Camilla Grudova is probably my favorite writer working today. Her two excellent short story collections (The Doll’s Alphabet, which I will focus on here, and The Coiled Serpent) are strange and textural, anchored by various obsessively treated motifs — sewing machines, powdered custard, tinned food in general, wolves, saunas. It’s delightful to see moments of repetition across her stories, to ask why this repetition might matter. One thing that strikes me about what tends to repeat across Grudova’s stories is her focus on objects, often commodified objects. Her deep attention to objects results in a written world that is crammed with old things, soiled things, trash — but the perspectives that frame the stories tend to enchant these things, to invest them with vitality and meaning. I think it is, in part, her expression of this tension that an object carries, between meaningful thing and detritus, that draws me to her work. And objects are points of contact with history, too — this means that the past, in Grudova’s writing, also carries this tension.
The story ‘The Gothic Society’, which I keep meaning to copy out and tape to the wall above my desk, is perhaps a good entry point here. Only a page long, it details the mysterious appearance of various gothic flourishes in some city:
‘A woman discovered that a bunch of her jewels had faces carved into them, someone else a gargoyle tattoo on their back, and a car was found with three stone kings sitting inside’.
Certain among these gothic excrescences are removed again and again, only to come back, like some growth of mold. We are given no resolution on the identities of the perpetrators, no manifesto for this so-called ‘society’. Only this:
The Gothic Society was compared to zebra mussels, to leprosy, to feral cats and urban foxes. Its members were never identified.
This idea of the flourishes of a historic aesthetic movement as invasive species, or disease, as well as the tenuous connection of these flourishes to human agency that mostly manifests in empty space and unanswered questions, thrilled me when I first read the story. I could imagine the aesthetic markers of the gothic as self-replicating motifs, divorced from context or meaning. The past gets scrambled, it washes up onshore in weird bits, it shows up in decontextualized or dissonant images. It builds up and crowds in, and there is far, far too much of it for sensemaking.

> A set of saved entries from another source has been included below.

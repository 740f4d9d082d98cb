//! Retry policy implementation
//!
//! Exponential backoff with jitter, shared by the publisher's retry budget
//! and the consumer workers' redelivery schedule.

use std::time::Duration;

use rand::Rng;
use serde::{Deserialize, Serialize};

/// Configuration for retrying transient failures.
///
/// # Example
///
/// ```
/// use tasklane_bus::RetryPolicy;
/// use std::time::Duration;
///
/// let policy = RetryPolicy::notification().with_jitter(0.0);
///
/// // First retry after 1 second, doubling up to the 30 second cap,
/// // five attempts total.
/// assert_eq!(policy.max_attempts, 5);
/// assert_eq!(policy.delay_for_attempt(2), Duration::from_secs(1));
/// assert_eq!(policy.delay_for_attempt(3), Duration::from_secs(2));
/// ```
#[derive(Debug, Clone, Serialize, Deserialize, PartialEq)]
pub struct RetryPolicy {
    /// Maximum number of attempts (including the initial one)
    pub max_attempts: u32,

    /// Initial delay before the first retry
    #[serde(with = "duration_millis")]
    pub initial_interval: Duration,

    /// Maximum delay between retries
    #[serde(with = "duration_millis")]
    pub max_interval: Duration,

    /// Backoff multiplier (2.0 doubles the delay each retry)
    pub backoff_coefficient: f64,

    /// Jitter factor (0.0-1.0); 0.1 means up to ±10% randomness
    pub jitter: f64,
}

impl Default for RetryPolicy {
    fn default() -> Self {
        Self::notification()
    }
}

impl RetryPolicy {
    /// Backoff schedule for notification delivery: base 1 s, doubled per
    /// retry, capped at 30 s, five attempts total.
    pub fn notification() -> Self {
        Self {
            max_attempts: 5,
            initial_interval: Duration::from_secs(1),
            max_interval: Duration::from_secs(30),
            backoff_coefficient: 2.0,
            jitter: 0.1,
        }
    }

    /// Retry budget for broker publishes: short and tight, so a producer
    /// surfaces BusUnavailable quickly instead of stalling its caller.
    pub fn publish() -> Self {
        Self {
            max_attempts: 3,
            initial_interval: Duration::from_millis(100),
            max_interval: Duration::from_secs(2),
            backoff_coefficient: 2.0,
            jitter: 0.1,
        }
    }

    /// A policy that never retries.
    pub fn no_retry() -> Self {
        Self {
            max_attempts: 1,
            initial_interval: Duration::ZERO,
            max_interval: Duration::ZERO,
            backoff_coefficient: 1.0,
            jitter: 0.0,
        }
    }

    /// Fixed intervals with no backoff.
    pub fn fixed(interval: Duration, max_attempts: u32) -> Self {
        Self {
            max_attempts,
            initial_interval: interval,
            max_interval: interval,
            backoff_coefficient: 1.0,
            jitter: 0.0,
        }
    }

    pub fn with_max_attempts(mut self, max_attempts: u32) -> Self {
        self.max_attempts = max_attempts.max(1);
        self
    }

    pub fn with_initial_interval(mut self, interval: Duration) -> Self {
        self.initial_interval = interval;
        self
    }

    pub fn with_max_interval(mut self, interval: Duration) -> Self {
        self.max_interval = interval;
        self
    }

    pub fn with_jitter(mut self, jitter: f64) -> Self {
        self.jitter = jitter.clamp(0.0, 1.0);
        self
    }

    /// Calculate the delay before the given attempt number (1-based).
    ///
    /// Attempt 1 is the initial try and has no delay.
    pub fn delay_for_attempt(&self, attempt: u32) -> Duration {
        if attempt <= 1 {
            return Duration::ZERO;
        }

        let retry_num = attempt - 1;
        let base = self.initial_interval.as_secs_f64()
            * self.backoff_coefficient.powi(retry_num as i32 - 1);
        let capped = base.min(self.max_interval.as_secs_f64());

        let jittered = if self.jitter > 0.0 {
            let mut rng = rand::thread_rng();
            let jitter_range = capped * self.jitter;
            let jitter_offset = rng.gen_range(-jitter_range..jitter_range);
            (capped + jitter_offset).max(0.0)
        } else {
            capped
        };

        Duration::from_secs_f64(jittered)
    }

    /// Whether another attempt is allowed after `current_attempt` attempts.
    pub fn has_attempts_remaining(&self, current_attempt: u32) -> bool {
        current_attempt < self.max_attempts
    }
}

/// Serde support for Duration as milliseconds
pub(crate) mod duration_millis {
    use serde::{Deserialize, Deserializer, Serialize, Serializer};
    use std::time::Duration;

    pub fn serialize<S>(duration: &Duration, serializer: S) -> Result<S::Ok, S::Error>
    where
        S: Serializer,
    {
        duration.as_millis().serialize(serializer)
    }

    pub fn deserialize<'de, D>(deserializer: D) -> Result<Duration, D::Error>
    where
        D: Deserializer<'de>,
    {
        let millis = u64::deserialize(deserializer)?;
        Ok(Duration::from_millis(millis))
    }
}

#[cfg(test)]
mod tests {
    use super::*;

    #[test]
    fn test_notification_defaults() {
        let policy = RetryPolicy::notification();
        assert_eq!(policy.max_attempts, 5);
        assert_eq!(policy.initial_interval, Duration::from_secs(1));
        assert_eq!(policy.max_interval, Duration::from_secs(30));
        assert_eq!(policy.backoff_coefficient, 2.0);
    }

    #[test]
    fn test_no_retry() {
        let policy = RetryPolicy::no_retry();
        assert_eq!(policy.max_attempts, 1);
        assert!(!policy.has_attempts_remaining(1));
    }

    #[test]
    fn test_delay_doubles_until_cap() {
        let policy = RetryPolicy::notification().with_jitter(0.0);

        assert_eq!(policy.delay_for_attempt(1), Duration::ZERO);
        assert_eq!(policy.delay_for_attempt(2), Duration::from_secs(1));
        assert_eq!(policy.delay_for_attempt(3), Duration::from_secs(2));
        assert_eq!(policy.delay_for_attempt(4), Duration::from_secs(4));
        assert_eq!(policy.delay_for_attempt(5), Duration::from_secs(8));
        // Far past the schedule the cap holds.
        assert_eq!(policy.delay_for_attempt(12), Duration::from_secs(30));
    }

    #[test]
    fn test_fixed_interval() {
        let policy = RetryPolicy::fixed(Duration::from_secs(5), 3);
        assert_eq!(policy.delay_for_attempt(2), Duration::from_secs(5));
        assert_eq!(policy.delay_for_attempt(3), Duration::from_secs(5));
    }

    #[test]
    fn test_jitter_stays_within_range() {
        let policy = RetryPolicy::notification().with_jitter(0.5);
        for _ in 0..50 {
            let delay = policy.delay_for_attempt(3).as_secs_f64();
            assert!(delay >= 1.0 && delay <= 3.0, "delay {delay} out of range");
        }
    }

    #[test]
    fn test_attempts_remaining() {
        let policy = RetryPolicy::notification();
        assert!(policy.has_attempts_remaining(4));
        assert!(!policy.has_attempts_remaining(5));
    }

    #[test]
    fn test_serialization_roundtrip() {
        let policy = RetryPolicy::publish().with_max_attempts(7);
        let json = serde_json::to_string(&policy).unwrap();
        let parsed: RetryPolicy = serde_json::from_str(&json).unwrap();
        assert_eq!(policy, parsed);
    }
}
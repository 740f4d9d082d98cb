//! Activity log consumer
//!
//! Writes one audit entry per processed event. The claim happens before the
//! append; an append failure releases the claim and the redelivery writes
//! the entry, so the log ends up with exactly one entry per source event.

use std::sync::Arc;

use async_trait::async_trait;
use tracing::{debug, warn};

use tasklane_bus::{ConsumeError, Consumer, Delivery, IdempotencyGuard};
use tasklane_core::{groups, ActivityLogEntry};
use tasklane_store::ActivityStore;

/// Consumes lifecycle events into the append-only audit trail.
pub struct ActivityLogConsumer {
    store: Arc<dyn ActivityStore>,
    guard: Arc<IdempotencyGuard>,
}

impl ActivityLogConsumer {
    pub fn new(store: Arc<dyn ActivityStore>, guard: Arc<IdempotencyGuard>) -> Self {
        Self { store, guard }
    }
}

#[async_trait]
impl Consumer for ActivityLogConsumer {
    fn group(&self) -> &str {
        groups::ACTIVITY_SERVICE
    }

    async fn handle(&self, delivery: &Delivery) -> Result<(), ConsumeError> {
        let envelope = delivery
            .envelope()
            .map_err(|e| ConsumeError::Poison(e.to_string()))?;

        if !self
            .guard
            .claim(self.group(), envelope.id)
            .await
            .map_err(|e| ConsumeError::Transient(e.to_string()))?
        {
            return Ok(());
        }

        let entry = ActivityLogEntry::from_envelope(&envelope);
        debug!(
            event_type = %entry.event_type,
            entity_type = %entry.entity_type,
            entity_id = %entry.entity_id,
            "recording activity"
        );

        if let Err(e) = self.store.append(entry).await {
            // Unclaim so the redelivery writes the entry.
            if let Err(release_err) = self.guard.release(self.group(), envelope.id).await {
                warn!(event_id = %envelope.id, error = %release_err, "failed to release idempotency claim");
            }
            return Err(ConsumeError::Transient(e.to_string()));
        }

        Ok(())
    }
}

#[cfg(test)]
mod tests {
    use super::*;
    use chrono::Utc;
    use tasklane_bus::InMemoryKeyValueStore;
    use tasklane_core::{
        envelope::SOURCE_TASKS, ActivityFilter, Envelope, TaskDeletedData,
    };
    use tasklane_store::InMemoryActivityStore;
    use uuid::Uuid;

    fn consumer() -> (Arc<InMemoryActivityStore>, ActivityLogConsumer) {
        let store = Arc::new(InMemoryActivityStore::new());
        let guard = Arc::new(IdempotencyGuard::new(Arc::new(InMemoryKeyValueStore::new())));
        (store.clone(), ActivityLogConsumer::new(store, guard))
    }

    fn delivery(envelope: &Envelope, attempt: u32) -> Delivery {
        Delivery {
            id: Uuid::new_v4(),
            partition_key: envelope.partition_key().to_string(),
            offset: 0,
            attempt,
            published_at: Utc::now(),
            body: serde_json::to_string(envelope).unwrap(),
        }
    }

    fn deleted_event() -> Envelope {
        Envelope::new(
            SOURCE_TASKS,
            TaskDeletedData {
                task_id: Uuid::new_v4(),
                user_id: "user-1".to_string(),
                title: "stale".to_string(),
            },
        )
    }

    #[tokio::test]
    async fn test_one_entry_per_event() {
        let (store, consumer) = consumer();
        let envelope = deleted_event();

        consumer.handle(&delivery(&envelope, 1)).await.unwrap();
        consumer.handle(&delivery(&envelope, 2)).await.unwrap();

        assert_eq!(store.len(), 1);
        let page = store
            .query(&ActivityFilter::for_user("user-1"), 1, 10)
            .await
            .unwrap();
        assert_eq!(page.total_items, 1);
        assert_eq!(page.entries[0].event_type, "task.deleted");
    }

    #[tokio::test]
    async fn test_undecodable_body_is_poison() {
        let (store, consumer) = consumer();
        let bad = Delivery {
            id: Uuid::new_v4(),
            partition_key: "user-1".to_string(),
            offset: 0,
            attempt: 1,
            published_at: Utc::now(),
            body: "not json".to_string(),
        };

        let err = consumer.handle(&bad).await.unwrap_err();
        assert!(matches!(err, ConsumeError::Poison(_)));
        assert!(store.is_empty());
    }

    #[tokio::test]
    async fn test_distinct_events_each_logged() {
        let (store, consumer) = consumer();

        for _ in 0..3 {
            consumer.handle(&delivery(&deleted_event(), 1)).await.unwrap();
        }

        assert_eq!(store.len(), 3);
    }
}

But things get more complicated when people get involved. People in Grudova’s stories are fascinated with the past, mostly through its aesthetic markers. They like the look of green and red Loeb books standing next to each other on the bookshelf. They’re attracted to shops that sell old things. Hemmed in on all sides by detritus, they are still drawn to individual objects:
It was inside the couch that I found the beef can, after removing the cushions and cleaning underneath because the couch sometimes gave off an odd smell. The can had a white animal on it, called a beef. Nicholas became terribly excited… I had encountered the word ‘beef’ in novels before.
The speaker here, in the story ‘Rhinocerus’, is living in some post-collapse landscape where goods are scarce and animals seem to be entirely extinct. The image on the rotted can of tinned beef is an object of wonder for the story’s central couple — Nicholas, an artist, makes a drawing of it so that the two can look at it when they like. This kind of scrounging for meaning and enchantment in a fragmented image of the past always, to my mind, strikes a poignant note in Grudova’s stories. Yet the past itself is never explored as narrative — instead, it is scattered around the characters through these objects and signs. This lopping off of narrative in favor of object feels like a deeply felt engagement with materiality in time to me. Objects sag and rot and discolor — that’s how they register time. People pick out these objects and throw them away, or fetishize them. It’s brilliant that Grudova allows for these two reactions to overlap.
I’ll end with this: in the story ‘The Mermaid’, there is a character who has to choose between studying classics at a top university or marrying the proprietor of an antique shop called ‘Old Time Things’. She chooses the antique shop.